The water that overflows the drain 7 is discharged from the water outlet 8 to the outside of the tank 9. The temperature of the water is constantly controlled by a temperature control device (not shown). In this case, the water does not necessarily have to overflow beyond the drain 7, and may be circulated within the tank so as to form the flow described above. The solution supply port 1 located in contact with the liquid surface 11 is located at the tip of a hollow tube extending from the reservoir 20 for the solvent solution. The reservoir 20 includes a heater 16 for heat retention or heating to maintain the temperature of the solution at a desired temperature, and continuously supplies the solvent solution from the reservoir 20 to the melting surface 11 through the supply port 1 at a constant rate. It is equipped with a plunger 19 for The solvent solution that is continuously supplied to the liquid level 11 at a constant rate is passed through the guide plate 2 that protrudes above the liquid level 11.
and guided by the water flow, it expands spontaneously along with the water flow, both perpendicular to and in the water flow direction. The information board 2 is
In addition to preventing the solution supplied from the supply port 1 to the liquid surface 11 from spreading in the direction opposite to the flow direction of the water,
Helps the solution spread in a direction perpendicular to the direction of water flow. Therefore, the guide plate 2 is preferably curved with its center on the side where the supply port 1 is located, and particularly preferably has a radius of curvature of about 10 cm to about 1 m. Further, the supply port 1 is preferably located on the center line of the arc of the guide plate 2 and at a distance of about 0.2 cm to about 10 cm from the guide plate 2. A solid film 15 is thus formed on the liquid surface 11.
is supplied from the supply roller 13 of the porous sheet-like material 12 and is taken up via the shaft 5 and the guide roller 14. When the porous sheet-like material 12 is placed in water, the be done. In this way, a solid membrane 15 supported on a porous sheet is obtained. In the figure, 6 is a preliminary winding roller;
Before incorporating the solid membrane into the porous sheet,
It is used to preform a stable and constant flow of solid film on the liquid surface. The supply port side of the guide plate 2, the solid film forming area of the water tank 9, and the side wall of the area from the guide plate 2 to the shaft 5 are made of a material to which a solid film does not adhere or a material whose surface has been treated with such a material. It is good that it is done. For example, fluororesins such as polytetrafluoroethylene, copolytetrafluoroethylene-hexafluoropropylene, etc. are used as materials that do not adhere to solid films, and silicone oils such as dimethylpolysiloxane are used as surface treatment materials that have similar effects. used as. According to the continuous method of the present invention, the width is about 70 cm.

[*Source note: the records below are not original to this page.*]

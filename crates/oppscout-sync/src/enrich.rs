//! Enrichment of New candidates into insertable opportunities.
//!
//! Every step degrades on its own: a failed classifier call leaves the heuristic fields in
//! place, a failed risk call leaves risk unset, and a slow DNS lookup counts as unresolved.

use std::sync::Arc;
use std::time::Duration;

use async_trait::async_trait;
use chrono::NaiveDate;
use oppscout_core::text::{
    content_hash, extract_chain, extract_deadline_at, extract_reward_pool, extract_skills, is_fresh,
    normalize_url, parse_date_loose,
};
use oppscout_core::trust::{compute_trust, host_of};
use oppscout_core::{
    Candidate, Category, Difficulty, NewOpportunity, RiskAssessment, WinProbability,
};
use tracing::{debug, warn};

use crate::classify::{Classification, ClassificationService};
use crate::ServiceError;

/// Answers whether a host name currently resolves.
#[async_trait]
pub trait HostResolver: Send + Sync {
    async fn resolves(&self, host: &str) -> bool;
}

/// System DNS lookup bounded by a timeout; a timeout counts as "does not resolve".
#[derive(Debug, Clone, Copy)]
pub struct DnsHostResolver {
    timeout: Duration,
}

impl DnsHostResolver {
    pub fn new(timeout: Duration) -> Self {
        Self { timeout }
    }
}

#[async_trait]
impl HostResolver for DnsHostResolver {
    async fn resolves(&self, host: &str) -> bool {
        let lookup = tokio::net::lookup_host((host, 443));
        match tokio::time::timeout(self.timeout, lookup).await {
            Ok(Ok(mut addrs)) => addrs.next().is_some(),
            Ok(Err(err)) => {
                debug!(host, error = %err, "host did not resolve");
                false
            }
            Err(_) => {
                debug!(host, "dns lookup timed out");
                false
            }
        }
    }
}

/// Gives the same answer for every host; for offline runs and tests.
#[derive(Debug, Clone, Copy)]
pub struct FixedHostResolver(pub bool);

#[async_trait]
impl HostResolver for FixedHostResolver {
    async fn resolves(&self, _host: &str) -> bool {
        self.0
    }
}

#[derive(Debug, Clone, PartialEq)]
pub enum EnrichOutcome {
    Ready(Box<NewOpportunity>),
    RejectedByClassifier,
    /// The only deadline found, in the text or from the classifier, is past the cutoff.
    Stale,
}

/// Per-field results the classifier returned, kept apart from the candidate.
#[derive(Debug, Default)]
struct ModelFields {
    ai_summary: Option<String>,
    ai_strategy: Option<String>,
    ai_score: Option<u8>,
    win_probability: Option<WinProbability>,
    difficulty: Option<Difficulty>,
}

pub struct Enricher {
    classifier: Arc<dyn ClassificationService>,
    hosts: Arc<dyn HostResolver>,
    freshness_cutoff_year: i32,
    today: NaiveDate,
}

impl Enricher {
    pub fn new(
        classifier: Arc<dyn ClassificationService>,
        hosts: Arc<dyn HostResolver>,
        freshness_cutoff_year: i32,
        today: NaiveDate,
    ) -> Self {
        Self {
            classifier,
            hosts,
            freshness_cutoff_year,
            today,
        }
    }

    pub async fn enrich(&self, mut candidate: Candidate) -> EnrichOutcome {
        let text = candidate.text_blob();

        if candidate.chain_is_unknown() {
            if let Some(chain) = extract_chain(&text) {
                candidate.chain = Some(chain);
            }
        }
        if candidate.reward_is_placeholder() {
            if let Some(reward) = extract_reward_pool(&text) {
                candidate.reward_pool = Some(reward);
            }
        }
        if candidate.deadline.is_none() {
            candidate.deadline = extract_deadline_at(&text, self.today);
            if self.is_stale(&candidate) {
                debug!(title = %candidate.title, "deadline in text is past the cutoff");
                return EnrichOutcome::Stale;
            }
        }

        let mut model = ModelFields::default();
        match self.classifier.classify(&text, &candidate.source).await {
            Ok(classification) => {
                if classification.is_opportunity == Some(false) {
                    debug!(title = %candidate.title, "classifier says not an opportunity");
                    return EnrichOutcome::RejectedByClassifier;
                }
                model = merge_classification(&mut candidate, classification);
                if self.is_stale(&candidate) {
                    debug!(title = %candidate.title, "classifier deadline is past the cutoff");
                    return EnrichOutcome::Stale;
                }
            }
            Err(err) => log_degraded("classification", &candidate, &err),
        }

        let risk = match self.classifier.assess_risk(&candidate).await {
            Ok(risk) => Some(risk),
            Err(err) => {
                log_degraded("risk assessment", &candidate, &err);
                None
            }
        };

        // Recompute: the classifier may have replaced title or description inputs.
        let text = candidate.text_blob();
        if candidate.required_skills.is_empty() {
            candidate.required_skills = extract_skills(&text).into_iter().collect();
        }
        let category = candidate.category.unwrap_or_else(|| Category::infer(&text));

        // Without a host there is nothing to look up, so no DNS penalty.
        let host_resolves = match host_of(&candidate.url) {
            Some(host) => self.hosts.resolves(&host).await,
            None => true,
        };
        let trust_score = compute_trust(&candidate, host_resolves);
        let ai_score = model
            .ai_score
            .unwrap_or_else(|| synthesize_ai_score(model.win_probability, candidate.required_skills.len()));

        EnrichOutcome::Ready(Box::new(build_opportunity(
            candidate, category, model, ai_score, trust_score, risk,
        )))
    }

    fn is_stale(&self, candidate: &Candidate) -> bool {
        candidate
            .deadline
            .is_some_and(|d| !is_fresh(d, self.freshness_cutoff_year))
    }
}

fn log_degraded(stage: &'static str, candidate: &Candidate, err: &ServiceError) {
    if err.is_disabled() {
        debug!(stage, title = %candidate.title, "service disabled, heuristics only");
    } else {
        warn!(stage, source = %candidate.source, title = %candidate.title, error = %err, "degraded to heuristics");
    }
}

fn present(value: Option<String>) -> Option<String> {
    value.map(|v| v.trim().to_string()).filter(|v| !v.is_empty())
}

/// Overwrites only the fields the classifier explicitly returned.
fn merge_classification(candidate: &mut Candidate, c: Classification) -> ModelFields {
    let model = ModelFields {
        ai_score: c.score(),
        ai_summary: present(c.ai_summary),
        ai_strategy: present(c.strategy_tip),
        win_probability: c.win_probability.as_deref().and_then(WinProbability::from_label),
        difficulty: c.difficulty.as_deref().and_then(Difficulty::from_label),
    };
    if let Some(category) = c.category.as_deref().and_then(Category::from_label) {
        candidate.category = Some(category);
    }
    if let Some(title) = present(c.title) {
        candidate.title = title;
    }
    if let Some(reward) = present(c.reward_pool) {
        candidate.reward_pool = Some(reward);
    }
    if let Some(deadline) = c.deadline.as_deref().and_then(parse_date_loose) {
        candidate.deadline = Some(deadline);
    }
    if let Some(chain) = present(c.chain) {
        candidate.chain = Some(chain);
    }
    if let Some(skills) = c.required_skills.filter(|s| !s.is_empty()) {
        candidate.required_skills = skills;
    }
    model
}

/// Score used when the classifier gave none: win-probability tier plus two points per skill.
pub fn synthesize_ai_score(win_probability: Option<WinProbability>, skill_count: usize) -> u8 {
    let base: i64 = match win_probability {
        Some(WinProbability::High) => 85,
        Some(WinProbability::Medium) => 65,
        Some(WinProbability::Low) => 45,
        None => 55,
    };
    let skills = i64::try_from(skill_count).unwrap_or(i64::MAX).min(50);
    oppscout_core::clamp_score(base + 2 * skills)
}

fn build_opportunity(
    candidate: Candidate,
    category: Category,
    model: ModelFields,
    ai_score: u8,
    trust_score: u8,
    risk: Option<RiskAssessment>,
) -> NewOpportunity {
    let normalized_url = normalize_url(&candidate.url);
    let content_hash = content_hash(&candidate.text_blob());
    NewOpportunity {
        title: candidate.title,
        description: candidate.description,
        url: candidate.url,
        normalized_url,
        source: candidate.source,
        source_native_id: candidate.source_native_id,
        category,
        chain: candidate.chain,
        reward_pool: candidate.reward_pool,
        deadline: candidate.deadline,
        tags: candidate.tags,
        required_skills: candidate.required_skills,
        content_hash,
        ai_summary: model.ai_summary,
        ai_strategy: model.ai_strategy,
        ai_score: Some(ai_score),
        win_probability: model.win_probability,
        difficulty: model.difficulty,
        trust_score,
        risk,
        is_verified: candidate.is_verified,
        is_open: true,
    }
}

#[cfg(test)]
mod tests {
    use oppscout_core::RiskLevel;

    use super::*;
    use crate::classify::NullClassificationService;

    struct Scripted {
        classification: Result<Classification, ()>,
        risk: Option<RiskAssessment>,
    }

    #[async_trait]
    impl ClassificationService for Scripted {
        async fn classify(&self, _text: &str, _source: &str) -> Result<Classification, ServiceError> {
            self.classification.clone().map_err(|_| ServiceError::Unavailable {
                service: "classification service",
                message: "timeout".into(),
            })
        }

        async fn assess_risk(&self, _candidate: &Candidate) -> Result<RiskAssessment, ServiceError> {
            self.risk.clone().ok_or(ServiceError::Status {
                service: "classification service",
                status: 502,
            })
        }
    }

    fn today() -> NaiveDate {
        NaiveDate::from_ymd_opt(2026, 2, 1).unwrap()
    }

    fn enricher(classifier: Arc<dyn ClassificationService>) -> Enricher {
        Enricher::new(classifier, Arc::new(FixedHostResolver(true)), 2026, today())
    }

    fn candidate() -> Candidate {
        Candidate {
            description: "Prize pool: $25,000 for Solana builders shipping Rust tooling. Deadline: 2026-04-30"
                .into(),
            url: "https://www.example.org/hack/?utm_source=x".into(),
            reward_pool: Some("TBD".into()),
            ..Candidate::new("Reddit", "Validator tooling hackathon")
        }
    }

    fn ready(outcome: EnrichOutcome) -> NewOpportunity {
        match outcome {
            EnrichOutcome::Ready(opp) => *opp,
            other => panic!("expected Ready, got {other:?}"),
        }
    }

    #[tokio::test]
    async fn heuristics_fill_gaps_without_a_classifier() {
        let opp = ready(enricher(Arc::new(NullClassificationService)).enrich(candidate()).await);
        assert_eq!(opp.chain.as_deref(), Some("Solana"));
        assert_eq!(opp.reward_pool.as_deref(), Some("$25,000"));
        assert_eq!(opp.deadline.map(|d| d.date_naive().to_string()), Some("2026-04-30".into()));
        assert_eq!(opp.category, Category::Hackathon);
        assert_eq!(opp.required_skills, vec!["Rust".to_string()]);
        assert_eq!(opp.normalized_url, "https://example.org/hack");
        assert_eq!(opp.risk, None);
        assert_eq!(opp.ai_score, Some(57));
        assert!(!opp.content_hash.is_empty());
        assert!(opp.is_open);
    }

    #[tokio::test]
    async fn classifier_output_overrides_only_returned_fields() {
        let classifier = Scripted {
            classification: Ok(Classification {
                is_opportunity: Some(true),
                category: Some("Grant".into()),
                reward_pool: Some("$30,000".into()),
                win_probability: Some("High".into()),
                ai_summary: Some("Tooling round".into()),
                ..Default::default()
            }),
            risk: Some(RiskAssessment {
                risk_score: 12,
                risk_level: Some(RiskLevel::Low),
                flags: vec![],
            }),
        };
        let opp = ready(enricher(Arc::new(classifier)).enrich(candidate()).await);
        assert_eq!(opp.category, Category::Grant);
        assert_eq!(opp.reward_pool.as_deref(), Some("$30,000"));
        assert_eq!(opp.title, "Validator tooling hackathon");
        assert_eq!(opp.win_probability, Some(WinProbability::High));
        assert_eq!(opp.ai_score, Some(87));
        assert_eq!(opp.ai_summary.as_deref(), Some("Tooling round"));
        assert_eq!(opp.risk.map(|r| r.risk_score), Some(12));
    }

    #[tokio::test]
    async fn explicit_not_an_opportunity_rejects() {
        let classifier = Scripted {
            classification: Ok(Classification {
                is_opportunity: Some(false),
                ..Default::default()
            }),
            risk: None,
        };
        let outcome = enricher(Arc::new(classifier)).enrich(candidate()).await;
        assert_eq!(outcome, EnrichOutcome::RejectedByClassifier);
    }

    #[tokio::test]
    async fn classifier_failure_degrades() {
        let classifier = Scripted {
            classification: Err(()),
            risk: None,
        };
        let opp = ready(enricher(Arc::new(classifier)).enrich(candidate()).await);
        assert_eq!(opp.category, Category::Hackathon);
        assert_eq!(opp.reward_pool.as_deref(), Some("$25,000"));
    }

    #[tokio::test]
    async fn unresolved_host_lowers_trust() {
        let e = Enricher::new(Arc::new(NullClassificationService), Arc::new(FixedHostResolver(false)), 2026, today());
        let opp = ready(e.enrich(candidate()).await);
        assert_eq!(opp.trust_score, 50);
    }

    #[tokio::test]
    async fn missing_url_skips_the_dns_penalty() {
        let e = Enricher::new(Arc::new(NullClassificationService), Arc::new(FixedHostResolver(false)), 2026, today());
        let opp = ready(e.enrich(Candidate { url: String::new(), ..candidate() }).await);
        assert_eq!(opp.trust_score, 80);
    }

    #[tokio::test]
    async fn stale_deadline_in_text_is_rejected() {
        let stale = Candidate {
            description: "Retro funding round. Deadline: 2024-05-01. Apply on the forum.".into(),
            ..candidate()
        };
        let outcome = enricher(Arc::new(NullClassificationService)).enrich(stale).await;
        assert_eq!(outcome, EnrichOutcome::Stale);
    }

    #[tokio::test]
    async fn stale_classifier_deadline_is_rejected() {
        let classifier = Scripted {
            classification: Ok(Classification {
                deadline: Some("2023-12-01".into()),
                ..Default::default()
            }),
            risk: None,
        };
        let outcome = enricher(Arc::new(classifier)).enrich(candidate()).await;
        assert_eq!(outcome, EnrichOutcome::Stale);
    }

    #[test]
    fn synthesized_scores_stay_bounded() {
        assert_eq!(synthesize_ai_score(None, 0), 55);
        assert_eq!(synthesize_ai_score(Some(WinProbability::Low), 3), 51);
        assert_eq!(synthesize_ai_score(Some(WinProbability::High), 40), 100);
    }
}
//! Source fetcher contract, per-source raw payloads, and fixture-first fetcher implementations.

use std::path::PathBuf;
use std::sync::Arc;

use async_trait::async_trait;
use chrono::NaiveDate;
use oppscout_core::Candidate;
use oppscout_storage::{FetchError, HttpFetcher, SessionError, SessionPool};
use serde::{Deserialize, Serialize};
use thiserror::Error;
use tracing::{info, info_span, warn, Instrument};
use uuid::Uuid;

pub mod html;
pub mod raw;
pub mod registry;
pub mod sources;

pub use raw::RawItem;
pub use registry::{fetcher_for_source, SourceConfig, SourceMode};

pub const CRATE_NAME: &str = "oppscout-adapters";

#[derive(Debug, Clone, Copy, PartialEq, Eq, Serialize, Deserialize)]
#[serde(rename_all = "snake_case")]
pub enum Crawlability {
    Api,
    PublicHtml,
    /// Needs a stateful page session; runs in the bounded session group.
    Browser,
    Manual,
}

impl Crawlability {
    pub fn needs_session(&self) -> bool {
        matches!(self, Crawlability::Browser)
    }
}

/// Everything a fetcher may touch during one run.
#[derive(Debug, Clone)]
pub struct FetchContext {
    pub run_id: Uuid,
    pub http: Arc<HttpFetcher>,
    pub sessions: SessionPool,
    pub workspace_root: PathBuf,
    pub today: NaiveDate,
}

impl FetchContext {
    pub fn fixture_path(&self, source_id: &str, file: &str) -> PathBuf {
        self.workspace_root.join("fixtures").join(source_id).join(file)
    }
}

#[derive(Debug, Error)]
pub enum AdapterError {
    #[error(transparent)]
    Fetch(#[from] FetchError),
    #[error(transparent)]
    Session(#[from] SessionError),
    #[error("reading {path}: {source}")]
    Fixture {
        path: String,
        #[source]
        source: std::io::Error,
    },
    #[error("{source_name} payload did not decode: {message}")]
    Decode {
        source_name: &'static str,
        message: String,
    },
    #[error("{fetcher} fetcher cannot parse a {found} payload")]
    ForeignPayload {
        fetcher: &'static str,
        found: &'static str,
    },
    #[error("invalid selector {0}")]
    Selector(String),
    #[error(transparent)]
    Other(#[from] anyhow::Error),
}

/// Outcome of one fetcher invocation; failures are carried, never raised.
#[derive(Debug, Clone, PartialEq)]
pub struct FetchReport {
    pub source: &'static str,
    pub candidates: Vec<Candidate>,
    pub error: Option<String>,
}

impl FetchReport {
    pub fn failed(&self) -> bool {
        self.error.is_some()
    }
}

#[async_trait]
pub trait SourceFetcher: Send + Sync {
    /// Registry key, also the fixture directory name.
    fn source_id(&self) -> &'static str;
    /// Display name written into `Candidate::source`.
    fn source_name(&self) -> &'static str;
    fn crawlability(&self) -> Crawlability;

    async fn fetch(&self, ctx: &FetchContext) -> Result<Vec<RawItem>, AdapterError>;

    fn parse(&self, raw: Vec<RawItem>) -> Result<Vec<Candidate>, AdapterError>;

    /// Fetch then parse inside this fetcher's error boundary.
    async fn fetch_candidates(&self, ctx: &FetchContext) -> FetchReport {
        let source = self.source_name();
        let span = info_span!("source_fetch", source, run_id = %ctx.run_id);
        async {
            let result = match self.fetch(ctx).await {
                Ok(raw) => self.parse(raw),
                Err(err) => Err(err),
            };
            match result {
                Ok(candidates) => {
                    info!(count = candidates.len(), "source fetched");
                    FetchReport {
                        source,
                        candidates,
                        error: None,
                    }
                }
                Err(err) => {
                    warn!(error = %err, "source failed, contributing no candidates");
                    FetchReport {
                        source,
                        candidates: Vec::new(),
                        error: Some(err.to_string()),
                    }
                }
            }
        }
        .instrument(span)
        .await
    }
}

pub(crate) fn truncate_chars(text: &str, max: usize) -> String {
    text.chars().take(max).collect()
}

pub(crate) fn non_empty(value: Option<String>) -> Option<String> {
    value
        .map(|v| v.trim().to_string())
        .filter(|v| !v.is_empty())
}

Continuous solid membranes up to approximately 1 m in width can be easily produced, and under optimal conditions even up to about 1 m in width. In addition, the formed ultra-thin polymer film should be 10 cm or more, preferably 15 cm to 3 cm from the position where the solution contacts the liquid surface.
It is removed from the liquid surface at intervals of m. If this distance is shorter than 10 cm, the film will not solidify sufficiently and it will be difficult to spread uniformly. The polymer suitable for use in the production of the ultrathin film of the method of the present invention is composed of at least one of a hydrocarbon monomer having ethylenically unsaturated condensation and a hydrocarbon monomer having a conjugated unsaturated bond. The obtained addition polymer is suitable, and preferred examples thereof will be described later. The polymer is then supplied to the liquid surface of the liquid support as a solution obtained by dissolving the polymer in a solvent mainly consisting of a substantially water-immiscible organic liquid medium. In particular, in the continuous production method of the present invention, the polymer solution is an additive obtained from at least one of a hydrocarbon monomer having an ethylenically unsaturated bond and a hydrocarbon monomer having a conjugated unsaturated bond. The polymeric polymer is dissolved in a solvent consisting primarily of a volatile and substantially water-immiscible organic liquid medium capable of dissolving the addition polymer, the solvent having a partition coefficient as shown below in addition to the organic liquid medium. k k = 0.5 to 35 where k is the ratio of the concentration of the other organic compound in the organic liquid medium to the concentration in water. may contain other organic compounds having
In addition, the solvent has the following formula C ₁ − (a ₁ + b ₁ )≧25, where C ₁ is the surface tension of water (dyne/cm), and a ₁ is the surface of the solvent solution in which the addition polymer is dissolved in this solvent. Tension (dyne/cm) and b ₁ are the interfacial tensions (dyne/cm) between the solvent solution and water. It is desirable that it also satisfy the following. One of the preferred embodiments of the present invention is that the substantially water-immiscible organic liquid medium is volatile and capable of dissolving the hydrocarbon-based addition polymer, and The solvent mainly consists of the following formula (1)-a C ₁ -(a ₁ +b ₁ )≧25 ...(1)-a Preferably, the following formula (1)-b C ₁ -(a ₁ +b ₁ )≧35 ...(1)-b In the above formula, C ₁ is the surface tension of water (dyne/cm), a ₁
is the surface tension (dyne/cm) of a solvent solution in which the addition polymer is dissolved in this solvent, and b ₁ is the interfacial tension (dyne/cm) between the solvent solution and water. The purpose is to use a medium that has liquid surface characteristics that satisfy the following. By using a medium having such liquid surface characteristics, the obtained solvent solution spreads spontaneously, uniformly, and rapidly on the liquid surface of the liquid support consisting essentially of water. According to the research of the present inventors, the solvent mainly consisting of a medium having such liquid surface characteristics is a certain type of medium as described above, and the following distribution coefficient k k = 0.5 to 35, preferably 1.0 to 25. However, k is the ratio of the concentration of this other organic compound in the organic liquid medium to the concentration in water. It has been found that mixtures with other organic compounds having . The hydrocarbon addition polymer used in the present invention is an addition polymer obtained from at least one of a hydrocarbon monomer having an ethylenically unsaturated bond and a hydrocarbon monomer having a conjugated unsaturated bond. It is a polymerized polymer. Such hydrocarbon monomers have 2 to 2 carbon atoms.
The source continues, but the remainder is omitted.